• Work task:
Pull every line containing "store" out of the material below.

• Input for this task:
//! Progress reporting and cooperative cancellation

use std::sync::atomic::{AtomicBool, Ordering};
use std::sync::Arc;

/// Receives progress after each processed file
pub trait ProgressObserver: Send + Sync {
    /// `fraction` is in `0.0..=1.0`; `current` names the file just handled
    fn on_progress(&self, fraction: f32, current: &str);
}

impl<F> ProgressObserver for F
where
    F: Fn(f32, &str) + Send + Sync,
{
    fn on_progress(&self, fraction: f32, current: &str) {
        self(fraction, current)
    }
}

/// Observer that ignores all progress
#[derive(Debug, Default, Clone, Copy)]
pub struct NoProgress;

impl ProgressObserver for NoProgress {
    fn on_progress(&self, _fraction: f32, _current: &str) {}
}

/// Fraction of `done` out of `total`, clamped to `0.0..=1.0`
pub(crate) fn fraction(done: usize, total: usize) -> f32 {
    if total == 0 {
        1.0
    } else {
        (done as f32 / total as f32).clamp(0.0, 1.0)
    }
}

/// Shared flag a caller sets to stop a running operation between files
#[derive(Debug, Default, Clone)]
pub struct CancellationToken {
    cancelled: Arc<AtomicBool>,
}

impl CancellationToken {
    pub fn new() -> Self {
        Self::default()
    }

    /// Request cancellation
    pub fn cancel(&self) {
        self.cancelled.store(true, Ordering::SeqCst);
    }

    pub fn is_cancelled(&self) -> bool {
        self.cancelled.load(Ordering::SeqCst)
    }

    /// Clear a previous request so the token can be reused
    pub fn reset(&self) {
        self.cancelled.store(false, Ordering::SeqCst);
    }
}

#[cfg(test)]
mod tests {
    use super::*;
    use std::sync::Mutex;

    #[test]
    fn test_cancellation_shared_between_clones() {
        let token = CancellationToken::new();
        let clone = token.clone();
        assert!(!clone.is_cancelled());

        token.cancel();
        assert!(clone.is_cancelled());

        clone.reset();
        assert!(!token.is_cancelled());
    }

    #[test]
    fn test_closure_observer() {
        let seen = Mutex::new(Vec::new());
        let observer = |fraction: f32, current: &str| {
            seen.lock().unwrap().push((fraction, current.to_string()));
        };
        observer.on_progress(0.5, "a.jpg");
        assert_eq!(seen.lock().unwrap()[0], (0.5, "a.jpg".to_string()));
    }

    #[test]
    fn test_fraction() {
        assert_eq!(fraction(0, 0), 1.0);
        assert_eq!(fraction(1, 4), 0.25);
        assert_eq!(fraction(9, 4), 1.0);
    }
}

• Exercise response:
        self.cancelled.store(true, Ordering::SeqCst);
        self.cancelled.store(false, Ordering::SeqCst);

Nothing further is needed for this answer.